*** Opening SOURCE DATA ***

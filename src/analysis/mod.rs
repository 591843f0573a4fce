//! Analysis drivers and the output plumbing they share.
//!
//! Every driver is a resumable job implementing [`Analysis`]. Results go
//! to an [`OutputSink`]: one [`OutputSink::begin_plot`] per run, then one
//! dump per accepted point. A [`PauseFlag`] is polled once per outer
//! iteration; a paused job returns [`RunStatus::Paused`] and the next
//! call to `run` continues after the last completed point.

pub mod ac;
pub mod dc;
pub mod op;
pub mod pz;
pub mod transient;

use crate::circuit::Circuit;
use crate::error::Result;
use num_complex::Complex64;
use std::sync::atomic::{AtomicBool, Ordering};
use std::sync::Arc;

#[derive(Debug, Clone, Copy, PartialEq, Eq)]
pub enum RunStatus {
    Completed,
    /// Stopped on request; calling `run` again resumes.
    Paused,
}

/// Cooperative pause request shared between a job and its controller.
#[derive(Debug, Clone, Default)]
pub struct PauseFlag(Arc<AtomicBool>);

impl PauseFlag {
    pub fn new() -> Self {
        Self::default()
    }

    pub fn request(&self) {
        self.0.store(true, Ordering::SeqCst);
    }

    pub fn is_requested(&self) -> bool {
        self.0.load(Ordering::SeqCst)
    }

    /// Consume a pending request.
    pub(crate) fn take(&self) -> bool {
        self.0.swap(false, Ordering::SeqCst)
    }
}

#[derive(Debug, Clone, Copy, PartialEq, Eq, Hash)]
pub struct PlotId(pub usize);

/// Description of one result set.
#[derive(Debug, Clone, PartialEq)]
pub struct PlotMeta {
    /// Analysis that produced the plot (`op`, `dc`, `ac`, `tran`, `pz`).
    pub analysis: &'static str,
    pub title: String,
    /// Name of the independent variable.
    pub scale: String,
    /// Names of the dumped vectors, in dump order.
    pub vectors: Vec<String>,
    pub complex: bool,
}

/// Receives analysis results point by point.
pub trait OutputSink {
    fn begin_plot(&mut self, meta: PlotMeta) -> PlotId;

    fn dump_real(&mut self, plot: PlotId, scale: f64, values: &[f64]);

    fn dump_complex(&mut self, plot: PlotId, scale: f64, values: &[Complex64]);
}

/// A resumable analysis job.
pub trait Analysis {
    fn name(&self) -> &'static str;

    fn run(&mut self, circuit: &mut Circuit, sink: &mut dyn OutputSink, pause: &PauseFlag) -> Result<RunStatus>;
}

/// One recorded result set.
#[derive(Debug, Clone)]
pub struct Plot {
    pub meta: PlotMeta,
    pub scale: Vec<f64>,
    pub real: Vec<Vec<f64>>,
    pub complex: Vec<Vec<Complex64>>,
}

impl Plot {
    pub fn len(&self) -> usize {
        self.scale.len()
    }

    pub fn is_empty(&self) -> bool {
        self.scale.is_empty()
    }

    fn position(&self, name: &str) -> Option<usize> {
        self.meta.vectors.iter().position(|v| v == name)
    }

    /// All recorded values of a real vector.
    pub fn real_vector(&self, name: &str) -> Option<Vec<f64>> {
        let i = self.position(name)?;
        Some(self.real.iter().map(|row| row[i]).collect())
    }

    pub fn complex_vector(&self, name: &str) -> Option<Vec<Complex64>> {
        let i = self.position(name)?;
        Some(self.complex.iter().map(|row| row[i]).collect())
    }
}

/// In-memory [`OutputSink`].
#[derive(Debug, Default)]
pub struct Recorder {
    plots: Vec<Plot>,
}

impl Recorder {
    pub fn new() -> Self {
        Self::default()
    }

    pub fn plots(&self) -> &[Plot] {
        &self.plots
    }

    pub fn plot(&self, id: PlotId) -> Option<&Plot> {
        self.plots.get(id.0)
    }

    pub fn last(&self) -> Option<&Plot> {
        self.plots.last()
    }
}

impl OutputSink for Recorder {
    fn begin_plot(&mut self, meta: PlotMeta) -> PlotId {
        self.plots.push(Plot {
            meta,
            scale: Vec::new(),
            real: Vec::new(),
            complex: Vec::new(),
        });
        PlotId(self.plots.len() - 1)
    }

    fn dump_real(&mut self, plot: PlotId, scale: f64, values: &[f64]) {
        if let Some(p) = self.plots.get_mut(plot.0) {
            p.scale.push(scale);
            p.real.push(values.to_vec());
        }
    }

    fn dump_complex(&mut self, plot: PlotId, scale: f64, values: &[Complex64]) {
        if let Some(p) = self.plots.get_mut(plot.0) {
            p.scale.push(scale);
            p.complex.push(values.to_vec());
        }
    }
}

/// Open a plot whose vectors are the circuit unknowns.
fn begin_solution_plot(
    circuit: &Circuit,
    sink: &mut dyn OutputSink,
    analysis: &'static str,
    title: &str,
    scale: &str,
    complex: bool,
) -> PlotId {
    sink.begin_plot(PlotMeta {
        analysis,
        title: title.to_string(),
        scale: scale.to_string(),
        vectors: circuit.labels(),
        complex,
    })
}

/// Dump the present real solution, ground excluded.
fn dump_solution(circuit: &Circuit, sink: &mut dyn OutputSink, plot: PlotId, scale: f64) {
    sink.dump_real(plot, scale, &circuit.ctx.rhs_old[1..]);
}

#[cfg(test)]
mod tests {
    use super::*;

    #[test]
    fn recorder_collects_columns() {
        let mut rec = Recorder::new();
        let id = rec.begin_plot(PlotMeta {
            analysis: "tran",
            title: "t".into(),
            scale: "time".into(),
            vectors: vec!["V(a)".into(), "V(b)".into()],
            complex: false,
        });
        rec.dump_real(id, 0.0, &[1.0, 2.0]);
        rec.dump_real(id, 1.0, &[3.0, 4.0]);
        let plot = rec.plot(id).unwrap();
        assert_eq!(plot.len(), 2);
        assert_eq!(plot.real_vector("V(b)").unwrap(), vec![2.0, 4.0]);
        assert!(plot.real_vector("V(c)").is_none());
    }

    #[test]
    fn pause_request_is_consumed() {
        let flag = PauseFlag::new();
        let remote = flag.clone();
        remote.request();
        assert!(flag.is_requested());
        assert!(flag.take());
        assert!(!flag.take());
    }
}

*** Closing SOURCE DATA ***

- AIM OF THE EXERCISE:
Extract the entries above verbatim.

- ANSWER AREA:
filename src/analysis/mod.rs
repository 591843f0573a4fce
//! Analysis drivers and the output plumbing they share.
//!
//! Every driver is a resumable job implementing [`Analysis`]. Results go
//! to an [`OutputSink`]: one [`OutputSink::begin_plot`] per run, then one
//! dump per accepted point. A [`PauseFlag`] is polled once per outer
//! iteration; a paused job returns [`RunStatus::Paused`] and the next
//! call to `run` continues after the last completed point.

pub mod ac;
pub mod dc;
pub mod op;
pub mod pz;
pub mod transient;

use crate::circuit::Circuit;
use crate::error::Result;
use num_complex::Complex64;
use std::sync::atomic::{AtomicBool, Ordering};
use std::sync::Arc;

#[derive(Debug, Clone, Copy, PartialEq, Eq)]
pub enum RunStatus {
    Completed,
    /// Stopped on request; calling `run` again resumes.
    Paused,
}

/// Cooperative pause request shared between a job and its controller.
#[derive(Debug, Clone, Default)]
pub struct PauseFlag(Arc<AtomicBool>);

impl PauseFlag {
    pub fn new() -> Self {
        Self::default()
    }

    pub fn request(&self) {
        self.0.store(true, Ordering::SeqCst);
    }

    pub fn is_requested(&self) -> bool {
        self.0.load(Ordering::SeqCst)
    }

    /// Consume a pending request.
    pub(crate) fn take(&self) -> bool {
        self.0.swap(false, Ordering::SeqCst)
    }
}

#[derive(Debug, Clone, Copy, PartialEq, Eq, Hash)]
pub struct PlotId(pub usize);

/// Description of one result set.
#[derive(Debug, Clone, PartialEq)]
pub struct PlotMeta {
    /// Analysis that produced the plot (`op`, `dc`, `ac`, `tran`, `pz`).
    pub analysis: &'static str,
    pub title: String,
    /// Name of the independent variable.
    pub scale: String,
    /// Names of the dumped vectors, in dump order.
    pub vectors: Vec<String>,
    pub complex: bool,
}

/// Receives analysis results point by point.
pub trait OutputSink {
    fn begin_plot(&mut self, meta: PlotMeta) -> PlotId;

    fn dump_real(&mut self, plot: PlotId, scale: f64, values: &[f64]);

    fn dump_complex(&mut self, plot: PlotId, scale: f64, values: &[Complex64]);
}

/// A resumable analysis job.
pub trait Analysis {
    fn name(&self) -> &'static str;

    fn run(&mut self, circuit: &mut Circuit, sink: &mut dyn OutputSink, pause: &PauseFlag) -> Result<RunStatus>;
}

/// One recorded result set.
#[derive(Debug, Clone)]
pub struct Plot {
    pub meta: PlotMeta,
    pub scale: Vec<f64>,
    pub real: Vec<Vec<f64>>,
    pub complex: Vec<Vec<Complex64>>,
}

impl Plot {
    pub fn len(&self) -> usize {
        self.scale.len()
    }

    pub fn is_empty(&self) -> bool {
        self.scale.is_empty()
    }

    fn position(&self, name: &str) -> Option<usize> {
        self.meta.vectors.iter().position(|v| v == name)
    }

    /// All recorded values of a real vector.
    pub fn real_vector(&self, name: &str) -> Option<Vec<f64>> {
        let i = self.position(name)?;
        Some(self.real.iter().map(|row| row[i]).collect())
    }

    pub fn complex_vector(&self, name: &str) -> Option<Vec<Complex64>> {
        let i = self.position(name)?;
        Some(self.complex.iter().map(|row| row[i]).collect())
    }
}

/// In-memory [`OutputSink`].
#[derive(Debug, Default)]
pub struct Recorder {
    plots: Vec<Plot>,
}

impl Recorder {
    pub fn new() -> Self {
        Self::default()
    }

    pub fn plots(&self) -> &[Plot] {
        &self.plots
    }

    pub fn plot(&self, id: PlotId) -> Option<&Plot> {
        self.plots.get(id.0)
    }

    pub fn last(&self) -> Option<&Plot> {
        self.plots.last()
    }
}

impl OutputSink for Recorder {
    fn begin_plot(&mut self, meta: PlotMeta) -> PlotId {
        self.plots.push(Plot {
            meta,
            scale: Vec::new(),
            real: Vec::new(),
            complex: Vec::new(),
        });
        PlotId(self.plots.len() - 1)
    }

    fn dump_real(&mut self, plot: PlotId, scale: f64, values: &[f64]) {
        if let Some(p) = self.plots.get_mut(plot.0) {
            p.scale.push(scale);
            p.real.push(values.to_vec());
        }
    }

    fn dump_complex(&mut self, plot: PlotId, scale: f64, values: &[Complex64]) {
        if let Some(p) = self.plots.get_mut(plot.0) {
            p.scale.push(scale);
            p.complex.push(values.to_vec());
        }
    }
}

/// Open a plot whose vectors are the circuit unknowns.
fn begin_solution_plot(
    circuit: &Circuit,
    sink: &mut dyn OutputSink,
    analysis: &'static str,
    title: &str,
    scale: &str,
    complex: bool,
) -> PlotId {
    sink.begin_plot(PlotMeta {
        analysis,
        title: title.to_string(),
        scale: scale.to_string(),
        vectors: circuit.labels(),
        complex,
    })
}

/// Dump the present real solution, ground excluded.
fn dump_solution(circuit: &Circuit, sink: &mut dyn OutputSink, plot: PlotId, scale: f64) {
    sink.dump_real(plot, scale, &circuit.ctx.rhs_old[1..]);
}

#[cfg(test)]
mod tests {
    use super::*;

    #[test]
    fn recorder_collects_columns() {
        let mut rec = Recorder::new();
        let id = rec.begin_plot(PlotMeta {
            analysis: "tran",
            title: "t".into(),
            scale: "time".into(),
            vectors: vec!["V(a)".into(), "V(b)".into()],
            complex: false,
        });
        rec.dump_real(id, 0.0, &[1.0, 2.0]);
        rec.dump_real(id, 1.0, &[3.0, 4.0]);
        let plot = rec.plot(id).unwrap();
        assert_eq!(plot.len(), 2);
        assert_eq!(plot.real_vector("V(b)").unwrap(), vec![2.0, 4.0]);
        assert!(plot.real_vector("V(c)").is_none());
    }

    #[test]
    fn pause_request_is_consumed() {
        let flag = PauseFlag::new();
        let remote = flag.clone();
        remote.request();
        assert!(flag.is_requested());
        assert!(flag.take());
        assert!(!flag.take());
    }
}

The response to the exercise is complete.